For years a fan of Central’s celebrated boys basketball team, he has yet to visit the school this year to watch the game he had grown to love.
This comes more than a year after the former editor of the Central student newspaper, the Munsonian, endured obstacles from students and teachers to publish a story about how the school’s basketball coach, the late Bill Harrell, violated rules by paying his players. Harrell later resigned. The story was honored last year by the Columbia Scholastic Press Association for its courage in pursuing the truth.
Springer said he and other Central newspaper staffers faced opposition from the school administration when they tried to shoot photos after a meeting of those involved in the Harrell case. And staffers were denied credentials to some athletic events after Springer quoted an administrator who had asked to retract on-the-record statements, Springer said.
“It was a story that had to be reported,” said Springer. “We were doing what we had to do.”
What happened last summer has not made it easier for Springer.
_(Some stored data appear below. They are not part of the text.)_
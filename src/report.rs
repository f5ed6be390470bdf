//! Human-readable console output.
//!
//! Nothing here is machine-parsed; the layout only has to stay readable.
//! Multi-line blocks are rendered to strings first so they can be tested.
use crate::fetch::{FetchError, PlanOutcome};
use crate::layout::Layout;
use crate::plan::{FamilySpec, FetchEntry, FetchPlan, FAMILIES};
use crate::workflow::{Change, WalkSummary};
use std::path::Path;

const RULE_WIDTH: usize = 70;
const WALK_RULE_WIDTH: usize = 60;

fn rule(width: usize) -> String {
    "=".repeat(width)
}

fn push_line(out: &mut String, line: &str) {
    out.push_str(line);
    out.push('\n');
}

pub fn render_banner(spec: &FamilySpec, layout: &Layout) -> String {
    let mut out = String::new();
    push_line(&mut out, &rule(RULE_WIDTH));
    push_line(&mut out, &format!("Downloading {} for ComfyUI", spec.title));
    push_line(&mut out, &rule(RULE_WIDTH));
    push_line(&mut out, &spec.source.describe());
    push_line(
        &mut out,
        &format!("Target: {}", layout.models_dir().display()),
    );
    if let Some(size) = spec.size_hint {
        push_line(&mut out, &format!("Size: {size}"));
    }
    out
}

pub fn render_plan(plan: &FetchPlan) -> String {
    let mut out = String::new();
    push_line(&mut out, "Will download:");
    for entry in &plan.entries {
        push_line(
            &mut out,
            &format!("  • {} → {}", entry.remote, entry.target_path().display()),
        );
    }
    out
}

pub fn print_intro(spec: &FamilySpec, layout: &Layout, plan: &FetchPlan) {
    println!("{}", render_banner(spec, layout));
    println!("{}", render_plan(plan));
}

pub fn fetch_started(entry: &FetchEntry) {
    println!("📥 Downloading {}...", entry.remote);
}

pub fn fetch_saved(path: &Path) {
    println!("   ✓ Saved to: {}", path.display());
    println!();
}

pub fn fetch_skipped(path: &Path) {
    println!("   ✓ Already present: {}", path.display());
    println!();
}

/// Final summary table plus model notes and next steps.
pub fn render_success(spec: &FamilySpec, plan: &FetchPlan) -> String {
    let mut out = String::new();
    push_line(&mut out, &rule(RULE_WIDTH));
    push_line(&mut out, "✅ All files downloaded successfully!");
    push_line(&mut out, "");
    push_line(&mut out, "Downloaded files:");
    for entry in &plan.entries {
        let label = format!("{}:", entry.label);
        push_line(
            &mut out,
            &format!("  {label:<11} {}", entry.target_path().display()),
        );
    }
    if !spec.notes.is_empty() {
        push_line(&mut out, "");
        push_line(&mut out, "Model Info:");
        for note in spec.notes {
            push_line(&mut out, &format!("  • {note}"));
        }
    }
    if !spec.next_steps.is_empty() {
        push_line(&mut out, "");
        push_line(&mut out, "Next steps:");
        for (index, step) in spec.next_steps.iter().enumerate() {
            push_line(&mut out, &format!("  {}. {step}", index + 1));
        }
    }
    push_line(&mut out, &rule(RULE_WIDTH));
    out
}

pub fn print_outcome(spec: &FamilySpec, plan: &FetchPlan, outcome: &PlanOutcome) {
    match outcome {
        PlanOutcome::Completed(_) => print!("{}", render_success(spec, plan)),
        PlanOutcome::Declined => println!("Download cancelled."),
    }
}

pub fn render_failure(err: &FetchError, hints: &[String]) -> String {
    let mut out = String::new();
    match err {
        FetchError::Cancelled { .. } => push_line(&mut out, "❌ Download cancelled by user"),
        _ => push_line(&mut out, &format!("❌ Error downloading: {err}")),
    }
    if !hints.is_empty() {
        push_line(&mut out, "");
        for hint in hints {
            push_line(&mut out, hint);
        }
    }
    out
}

pub fn print_failure(err: &FetchError, hints: &[String]) {
    println!();
    print!("{}", render_failure(err, hints));
}

pub fn print_families(layout: &Layout) {
    for spec in FAMILIES {
        let plan = FetchPlan::for_family(spec.family, layout);
        println!("{} ({})", spec.family.key(), spec.title);
        println!("  {}", spec.source.describe());
        for entry in &plan.entries {
            println!("  • {} → {}", entry.remote, entry.target_path().display());
        }
        println!();
    }
}

pub fn workflow_dir_missing(path: &Path) {
    println!("Workflow directory not found: {}", path.display());
}

pub fn walk_started(total: usize) {
    println!("Found {total} workflow files");
    println!("{}", rule(WALK_RULE_WIDTH));
}

pub fn walk_file(rel: &str) {
    println!();
    println!("Processing: {rel}");
}

pub fn walk_change(change: &Change) {
    println!("  Fixed {change}");
}

pub fn walk_fixed() {
    println!("  ✅ Fixed");
}

pub fn walk_unchanged(label: &str) {
    println!("  ⏭️  {label}");
}

pub fn walk_error(path: &Path, err: &anyhow::Error) {
    println!("Error processing {}: {err:#}", path.display());
}

pub fn render_walk_summary(summary: &WalkSummary) -> String {
    let mut out = String::new();
    push_line(&mut out, "");
    push_line(&mut out, &rule(WALK_RULE_WIDTH));
    push_line(
        &mut out,
        &format!(
            "Fixed {} out of {} workflow files",
            summary.fixed, summary.total
        ),
    );
    if summary.failed > 0 {
        push_line(&mut out, &format!("{} files could not be processed", summary.failed));
    }
    out
}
Harrell, who suffered heart problems for more than 35 years, tragically died in a fishing mishap.
“I don’t feel responsibility for his death, but it does dwell in the back of my mind,” said Springer, as he explains his reluctance to attend a basketball game at Central.
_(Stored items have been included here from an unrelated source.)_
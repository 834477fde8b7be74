#![forbid(unsafe_code)]

use std::fs::File;
use std::io::{BufWriter, Write};
use std::path::Path;

use serde::{Deserialize, Serialize};

use crate::orchestrator::ComparisonOutcome;
use crate::HarnessError;

/// JSON artifact summarizing one comparison run.
#[derive(Debug, Clone, PartialEq, Serialize, Deserialize)]
pub struct RunReport {
    pub rootname: String,
    pub passed: bool,
    pub channels: Vec<ChannelReport>,
}

#[derive(Debug, Clone, PartialEq, Serialize, Deserialize)]
pub struct ChannelReport {
    pub name: String,
    pub unit: String,
    pub passing: bool,
}

impl RunReport {
    #[must_use]
    pub fn from_outcome(rootname: &str, outcome: &ComparisonOutcome) -> Self {
        let units = outcome.test.units();
        let channels = outcome
            .verdict
            .channels
            .iter()
            .enumerate()
            .map(|(i, verdict)| ChannelReport {
                name: verdict.name.clone(),
                unit: units.get(i).cloned().unwrap_or_default(),
                passing: verdict.passing,
            })
            .collect();
        Self {
            rootname: rootname.to_owned(),
            passed: outcome.passed(),
            channels,
        }
    }
}

/// Serialize a run report as pretty JSON.
pub fn write_report(path: impl AsRef<Path>, report: &RunReport) -> Result<(), HarnessError> {
    let path = path.as_ref();
    let file = File::create(path).map_err(|source| HarnessError::ReportWrite {
        path: path.to_path_buf(),
        reason: source.to_string(),
    })?;
    let mut out = BufWriter::new(file);
    serde_json::to_writer_pretty(&mut out, report).map_err(|source| HarnessError::ReportWrite {
        path: path.to_path_buf(),
        reason: source.to_string(),
    })?;
    out.flush().map_err(|source| HarnessError::ReportWrite {
        path: path.to_path_buf(),
        reason: source.to_string(),
    })
}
Springer, a first-year student at Ivy Tech State College in Indiana, was in the news again in January, commenting to a national audience in USA Today about the state of student media and First Amendment training in the nation’s high schools.
He told USA Today, “We know that we can publish our opinion, and that we might be scrutinized, but we know we didn’t do anything wrong.”
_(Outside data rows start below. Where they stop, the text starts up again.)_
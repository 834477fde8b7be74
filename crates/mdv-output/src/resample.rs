#![forbid(unsafe_code)]

//! Correction of non-uniform output sampling.
//!
//! The backends nominally write one row every `dtOut` seconds but
//! occasionally emit a different number of samples. When the parsed
//! row count disagrees with the nominal grid, every channel is
//! linearly interpolated onto `dtOut, 2*dtOut, .. < tMax` against the
//! authoritative source time base (column 0, unless the caller
//! supplies a separate time vector).

/// The nominal output grid: `dt_out, 2*dt_out, ..` strictly below
/// `t_max`. The first output sample lands at `dt_out`, not zero.
#[must_use]
pub fn target_grid(dt_out: f64, t_max: f64) -> Vec<f64> {
    if dt_out <= 0.0 || !dt_out.is_finite() || !t_max.is_finite() {
        return Vec::new();
    }
    let n = ((t_max - dt_out) / dt_out).ceil().max(0.0) as usize;
    (0..n).map(|i| dt_out + i as f64 * dt_out).collect()
}

/// Row count a well-behaved backend produces for this grid.
#[must_use]
pub fn expected_rows(dt_out: f64, t_max: f64) -> usize {
    target_grid(dt_out, t_max).len()
}

/// Whether a parsed table needs resampling.
#[must_use]
pub fn needs_resample(rows: usize, dt_out: f64, t_max: f64) -> bool {
    rows != expected_rows(dt_out, t_max)
}

/// Piecewise-linear interpolation of `(xp, fp)` sampled at `x`, with
/// values outside the source range clamped to the nearest known
/// sample. `xp` must be non-decreasing.
#[must_use]
pub fn interp(x: &[f64], xp: &[f64], fp: &[f64]) -> Vec<f64> {
    x.iter().map(|&xi| interp_one(xi, xp, fp)).collect()
}

fn interp_one(x: f64, xp: &[f64], fp: &[f64]) -> f64 {
    match xp.len() {
        0 => f64::NAN,
        1 => fp[0],
        n => {
            if x <= xp[0] {
                return fp[0];
            }
            if x >= xp[n - 1] {
                return fp[n - 1];
            }
            let mut lo = 0;
            let mut hi = n - 1;
            while hi - lo > 1 {
                let mid = (lo + hi) / 2;
                if xp[mid] <= x {
                    lo = mid;
                } else {
                    hi = mid;
                }
            }
            let span = xp[hi] - xp[lo];
            if span == 0.0 {
                return fp[lo];
            }
            fp[lo] + (x - xp[lo]) / span * (fp[hi] - fp[lo])
        }
    }
}

/// Resample `rows` onto the nominal grid.
///
/// With no separate `tdata`, column 0 is the source time base: the
/// output's column 0 is set to the grid itself and every other column
/// is interpolated. With `tdata` supplied, every column (including 0)
/// is interpolated against it.
#[must_use]
pub fn resample(
    rows: &[Vec<f64>],
    n_channels: usize,
    dt_out: f64,
    t_max: f64,
    tdata: Option<&[f64]>,
) -> Vec<Vec<f64>> {
    let grid = target_grid(dt_out, t_max);
    let mut out = vec![vec![0.0; n_channels]; grid.len()];
    let column = |c: usize| rows.iter().map(|row| row[c]).collect::<Vec<f64>>();
    match tdata {
        None => {
            let source_time = column(0);
            for (row, &t) in out.iter_mut().zip(&grid) {
                row[0] = t;
            }
            for c in 1..n_channels {
                let values = interp(&grid, &source_time, &column(c));
                for (row, v) in out.iter_mut().zip(values) {
                    row[c] = v;
                }
            }
        }
        Some(tdata) => {
            for c in 0..n_channels {
                let values = interp(&grid, tdata, &column(c));
                for (row, v) in out.iter_mut().zip(values) {
                    row[c] = v;
                }
            }
        }
    }
    out
}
The lessons learned and practiced by Springer are lost on many today as overt censorship and a lack of awareness of First Amendment rights are eroding the influence of the high school media and silencing school programs across the country.
The Student Press Law Center (SPLC), a watchdog agency for scholastic media, reported last fall that complaints about censorship increased 35 percent in calendar year 2003 over the previous 12 months.
“These numbers suggest that the student media – like all news organizations and the public at large – has been significantly affected by the growing trend toward government secrecy,” said Mark Goodman, executive director of the SPLC.
And who knows what is not being reported. A First Amendment survey released last week shows that many high school students polled say they either do not know how they feel about their rights to free speech or they take them for granted.
The $1 million study developed by the John S. and James L. Knight Foundation involved more than 100,000 students and 544 high schools nationwide. Lack of awareness is rampant, the Knight study shows:
• Three-fourths of high school students surveyed either do not know how they feel about the First Amendment or admit they take it for granted.
• More than a third think the First Amendment goes too far in the rights it guarantees.
• Half erroneously believe the government has the right to censor the Internet.
• Seventy-five percent erroneously think flag burning is illegal.
“The results are not only disturbing, they are dangerous,” said Knight Foundation President Hodding Carter III. “Ignorance about the basics of this free society is a danger to this nation’s future.”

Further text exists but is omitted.